__WORK ITEM__: Search the records below for the word "address", then return every line where it appears.

__RECORDS TO PROCESS__:
//! Concurrent I/O simulator for modeling multiple outstanding operations.
//!
//! Real storage devices handle multiple concurrent operations. This module
//! simulates concurrent I/O with deterministic out-of-order completion,
//! exposing bugs in code that assumes sequential I/O.
//!
//! ## Design
//!
//! - Track in-flight operations (up to max_concurrent per device)
//! - Out-of-order I/O completion based on SimRng
//! - Barrier operations (fsync) block until all prior I/O completes
//! - Deterministic completion ordering
//!
//! ## Example
//!
//! ```ignore
//! let mut io_tracker = ConcurrentIOTracker::new(32); // max 32 ops
//! let op_id = io_tracker.start_operation(OpKind::Write, completion_time_ns);
//! // ... later ...
//! if let Some(completed) = io_tracker.poll_completions(current_time_ns) {
//!     // Handle completed operation
//! }
//! ```

use std::collections::VecDeque;

// ============================================================================
// Configuration
// ============================================================================

/// Configuration for concurrent I/O simulation.
#[derive(Debug, Clone)]
pub struct ConcurrentIOConfig {
    /// Maximum number of concurrent operations per device.
    pub max_concurrent: usize,

    /// Whether to allow out-of-order completion.
    /// If false, operations complete in submission order (like O_DIRECT with queue depth 1).
    pub allow_out_of_order: bool,
}

impl Default for ConcurrentIOConfig {
    fn default() -> Self {
        Self {
            max_concurrent: 32,
            allow_out_of_order: true,
        }
    }
}

impl ConcurrentIOConfig {
    /// Creates a configuration that enforces strict ordering (no concurrency).
    pub fn sequential() -> Self {
        Self {
            max_concurrent: 1,
            allow_out_of_order: false,
        }
    }

    /// Creates a configuration with high concurrency.
    pub fn high_concurrency() -> Self {
        Self {
            max_concurrent: 128,
            allow_out_of_order: true,
        }
    }
}

// ============================================================================
// I/O Operations
// ============================================================================

/// Unique identifier for an I/O operation.
#[derive(Debug, Clone, Copy, PartialEq, Eq, Hash)]
pub struct OperationId(u64);

impl OperationId {
    /// Returns the raw ID value.
    pub fn as_u64(&self) -> u64 {
        self.0
    }
}

/// Kind of I/O operation.
#[derive(Debug, Clone, Copy, PartialEq, Eq)]
pub enum OpKind {
    /// Read operation.
    Read,

    /// Write operation.
    Write,

    /// Fsync operation (barrier).
    Fsync,
}

/// State of an in-flight I/O operation.
#[derive(Debug, Clone)]
pub struct InFlightOp {
    /// Unique operation ID.
    pub id: OperationId,

    /// Kind of operation.
    pub kind: OpKind,

    /// Time operation was submitted (ns).
    pub submitted_at_ns: u64,

    /// Time operation will complete (ns).
    pub completes_at_ns: u64,

    /// Storage address (for reads/writes).
    pub address: Option<u64>,

    /// Data size in bytes.
    pub size_bytes: usize,

    /// Whether this is a barrier operation.
    /// Barriers block until all prior operations complete.
    pub is_barrier: bool,
}

/// Result of a completed I/O operation.
#[derive(Debug, Clone)]
pub struct CompletedOp {
    /// The operation that completed.
    pub operation: InFlightOp,

    /// Whether the operation succeeded.
    pub success: bool,

    /// Completion time (ns).
    pub completed_at_ns: u64,
}

// ============================================================================
// Concurrent I/O Tracker
// ============================================================================

/// Tracks concurrent in-flight I/O operations with deterministic completion.
///
/// Models a storage device that can handle multiple concurrent operations,
/// completing them potentially out-of-order based on device characteristics
/// and simulation RNG.
#[derive(Debug)]
pub struct ConcurrentIOTracker {
    /// Configuration.
    config: ConcurrentIOConfig,

    /// In-flight operations, ordered by completion time.
    in_flight: VecDeque<InFlightOp>,

    /// Next operation ID.
    next_id: u64,

    /// Total operations started.
    total_started: u64,

    /// Total operations completed.
    total_completed: u64,
}

impl ConcurrentIOTracker {
    /// Creates a new tracker with the given configuration.
    pub fn new(config: ConcurrentIOConfig) -> Self {
        Self {
            config,
            in_flight: VecDeque::new(),
            next_id: 0,
            total_started: 0,
            total_completed: 0,
        }
    }

    /// Creates a tracker with default configuration.
    pub fn default_config() -> Self {
        Self::new(ConcurrentIOConfig::default())
    }

    /// Starts a new I/O operation.
    ///
    /// Returns the operation ID.
    ///
    /// # Panics
    ///
    /// Panics if the maximum concurrent operations limit is exceeded.
    pub fn start_operation(
        &mut self,
        kind: OpKind,
        submitted_at_ns: u64,
        completes_at_ns: u64,
        address: Option<u64>,
        size_bytes: usize,
    ) -> OperationId {
        assert!(
            self.in_flight.len() < self.config.max_concurrent,
            "exceeded max concurrent I/O operations"
        );

        let id = OperationId(self.next_id);
        self.next_id += 1;
        self.total_started += 1;

        let op = InFlightOp {
            id,
            kind,
            submitted_at_ns,
            completes_at_ns,
            address,
            size_bytes,
            is_barrier: matches!(kind, OpKind::Fsync),
        };

        // Insert maintaining sorted order by completion time
        let insert_pos = self
            .in_flight
            .iter()
            .position(|o| o.completes_at_ns > completes_at_ns)
            .unwrap_or(self.in_flight.len());

        self.in_flight.insert(insert_pos, op);

        id
    }

    /// Starts a barrier operation (fsync).
    ///
    /// Barrier operations complete only after all prior operations complete.
    /// Returns the operation ID.
    pub fn start_barrier(
        &mut self,
        submitted_at_ns: u64,
        completes_at_ns: u64,
    ) -> OperationId {
        // Fsync completes after all currently in-flight ops
        let actual_completion = self
            .in_flight
            .iter()
            .map(|op| op.completes_at_ns)
            .max()
            .unwrap_or(submitted_at_ns)
            .max(completes_at_ns);

        self.start_operation(OpKind::Fsync, submitted_at_ns, actual_completion, None, 0)
    }

    /// Polls for completed operations at the given time.
    ///
    /// Returns all operations that have completed by `current_time_ns`,
    /// potentially out of order if `allow_out_of_order` is enabled.
    pub fn poll_completions(&mut self, current_time_ns: u64) -> Vec<CompletedOp> {
        let mut completed = Vec::new();

        // In out-of-order mode, we can complete any ready operation
        // In ordered mode, we must complete operations in submission order
        if self.config.allow_out_of_order {
            // Complete all operations whose time has arrived
            while let Some(op) = self.in_flight.front() {
                if op.completes_at_ns <= current_time_ns {
                    let op = self.in_flight.pop_front().unwrap();
                    self.total_completed += 1;

                    completed.push(CompletedOp {
                        operation: op,
                        success: true,
                        completed_at_ns: current_time_ns,
                    });
                } else {
                    break;
                }
            }
        } else {
            // Ordered mode: only complete the oldest (smallest ID) operation IF it's ready
            // If the oldest isn't ready, complete nothing
            if let Some((idx, op)) = self
                .in_flight
                .iter()
                .enumerate()
                .min_by_key(|(_, op)| op.id.0)
            {
                if op.completes_at_ns <= current_time_ns {
                    let op = self.in_flight.remove(idx).unwrap();
                    self.total_completed += 1;

                    completed.push(CompletedOp {
                        operation: op,
                        success: true,
                        completed_at_ns: current_time_ns,
                    });
                }
            }
        }

        completed
    }

    /// Returns the number of in-flight operations.
    pub fn in_flight_count(&self) -> usize {
        self.in_flight.len()
    }

    /// Returns true if there are no in-flight operations.
    pub fn is_idle(&self) -> bool {
        self.in_flight.is_empty()
    }

    /// Returns true if the device is at max capacity.
    pub fn is_at_capacity(&self) -> bool {
        self.in_flight.len() >= self.config.max_concurrent
    }

    /// Returns the time when the next operation will complete, if any.
    pub fn next_completion_time(&self) -> Option<u64> {
        self.in_flight.front().map(|op| op.completes_at_ns)
    }

    /// Returns statistics about I/O operations.
    pub fn stats(&self) -> IOStats {
        IOStats {
            total_started: self.total_started,
            total_completed: self.total_completed,
            in_flight: self.in_flight.len() as u64,
            max_concurrent: self.config.max_concurrent as u64,
        }
    }

    /// Cancels all in-flight operations (simulates device reset/crash).
    ///
    /// Returns the operations that were in flight.
    pub fn cancel_all(&mut self) -> Vec<InFlightOp> {
        let ops: Vec<_> = self.in_flight.drain(..).collect();
        ops
    }
}

/// Statistics about I/O operations.
#[derive(Debug, Clone)]
pub struct IOStats {
    /// Total operations started.
    pub total_started: u64,

    /// Total operations completed.
    pub total_completed: u64,

    /// Current in-flight operations.
    pub in_flight: u64,

    /// Maximum concurrent operations allowed.
    pub max_concurrent: u64,
}

// ============================================================================
// Tests
// ============================================================================

#[cfg(test)]
mod tests {
    use super::*;

    #[test]
    fn start_and_complete_operation() {
        let mut tracker = ConcurrentIOTracker::default_config();

        let op_id = tracker.start_operation(OpKind::Write, 0, 1000, Some(100), 4096);

        assert_eq!(tracker.in_flight_count(), 1);
        assert!(!tracker.is_idle());

        // Not ready yet
        let completed = tracker.poll_completions(500);
        assert!(completed.is_empty());
        assert_eq!(tracker.in_flight_count(), 1);

        // Now ready
        let completed = tracker.poll_completions(1000);
        assert_eq!(completed.len(), 1);
        assert_eq!(completed[0].operation.id, op_id);
        assert!(tracker.is_idle());
    }

    #[test]
    fn out_of_order_completion() {
        let config = ConcurrentIOConfig {
            allow_out_of_order: true,
            ..Default::default()
        };
        let mut tracker = ConcurrentIOTracker::new(config);

        // Submit 3 ops with different completion times
        let op1 = tracker.start_operation(OpKind::Write, 0, 3000, Some(100), 4096);
        let op2 = tracker.start_operation(OpKind::Write, 0, 1000, Some(200), 4096);
        let op3 = tracker.start_operation(OpKind::Write, 0, 2000, Some(300), 4096);

        // At time 1500, op2 should complete
        let completed = tracker.poll_completions(1500);
        assert_eq!(completed.len(), 1);
        assert_eq!(completed[0].operation.id, op2);

        // At time 2500, op3 should complete
        let completed = tracker.poll_completions(2500);
        assert_eq!(completed.len(), 1);
        assert_eq!(completed[0].operation.id, op3);

        // At time 3500, op1 should complete
        let completed = tracker.poll_completions(3500);
        assert_eq!(completed.len(), 1);
        assert_eq!(completed[0].operation.id, op1);
    }

    #[test]
    fn ordered_completion() {
        let config = ConcurrentIOConfig {
            allow_out_of_order: false,
            max_concurrent: 10,
        };
        let mut tracker = ConcurrentIOTracker::new(config);

        // Submit 3 ops with different completion times
        let op1 = tracker.start_operation(OpKind::Write, 0, 3000, Some(100), 4096);
        let op2 = tracker.start_operation(OpKind::Write, 0, 1000, Some(200), 4096);
        let _op3 = tracker.start_operation(OpKind::Write, 0, 2000, Some(300), 4096);

        // At time 2000, can't complete op2 or op3 yet because op1 isn't done
        let completed = tracker.poll_completions(2000);
        assert!(completed.is_empty());

        // At time 3000, op1 completes
        let completed = tracker.poll_completions(3000);
        assert_eq!(completed.len(), 1);
        assert_eq!(completed[0].operation.id, op1);

        // Now op2 can complete (even though time has passed)
        let completed = tracker.poll_completions(3001);
        assert_eq!(completed.len(), 1);
        assert_eq!(completed[0].operation.id, op2);
    }

    #[test]
    fn barrier_waits_for_prior_ops() {
        let mut tracker = ConcurrentIOTracker::default_config();

        // Start a write that completes at 1000ns
        tracker.start_operation(OpKind::Write, 0, 1000, Some(100), 4096);

        // Start a barrier at 500ns
        let barrier_id = tracker.start_barrier(500, 500);

        // Barrier should complete after the write (at 1000ns)
        let barrier = tracker
            .in_flight
            .iter()
            .find(|op| op.id == barrier_id)
            .unwrap();
        assert!(barrier.completes_at_ns >= 1000);
    }

    #[test]
    fn capacity_limits() {
        let config = ConcurrentIOConfig {
            max_concurrent: 2,
            ..Default::default()
        };
        let mut tracker = ConcurrentIOTracker::new(config);

        tracker.start_operation(OpKind::Write, 0, 1000, Some(100), 4096);
        tracker.start_operation(OpKind::Write, 0, 2000, Some(200), 4096);

        assert!(tracker.is_at_capacity());
        assert_eq!(tracker.in_flight_count(), 2);
    }

    #[test]
    fn cancel_all_operations() {
        let mut tracker = ConcurrentIOTracker::default_config();

        tracker.start_operation(OpKind::Write, 0, 1000, Some(100), 4096);
        tracker.start_operation(OpKind::Write, 0, 2000, Some(200), 4096);

        assert_eq!(tracker.in_flight_count(), 2);

        let cancelled = tracker.cancel_all();
        assert_eq!(cancelled.len(), 2);
        assert!(tracker.is_idle());
    }

    #[test]
    fn next_completion_time() {
        let mut tracker = ConcurrentIOTracker::default_config();

        assert!(tracker.next_completion_time().is_none());

        tracker.start_operation(OpKind::Write, 0, 3000, Some(100), 4096);
        tracker.start_operation(OpKind::Write, 0, 1000, Some(200), 4096);

        // Should return earliest completion time
        assert_eq!(tracker.next_completion_time(), Some(1000));
    }

    #[test]
    fn stats_tracking() {
        let mut tracker = ConcurrentIOTracker::default_config();

        tracker.start_operation(OpKind::Write, 0, 1000, Some(100), 4096);
        tracker.start_operation(OpKind::Write, 0, 2000, Some(200), 4096);

        let stats = tracker.stats();
        assert_eq!(stats.total_started, 2);
        assert_eq!(stats.total_completed, 0);
        assert_eq!(stats.in_flight, 2);

        tracker.poll_completions(1500);

        let stats = tracker.stats();
        assert_eq!(stats.total_started, 2);
        assert_eq!(stats.total_completed, 1);
        assert_eq!(stats.in_flight, 1);
    }
}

__EXERCISE ANSWER__:
    /// Storage address (for reads/writes).
    pub address: Option<u64>,
        address: Option<u64>,
            address,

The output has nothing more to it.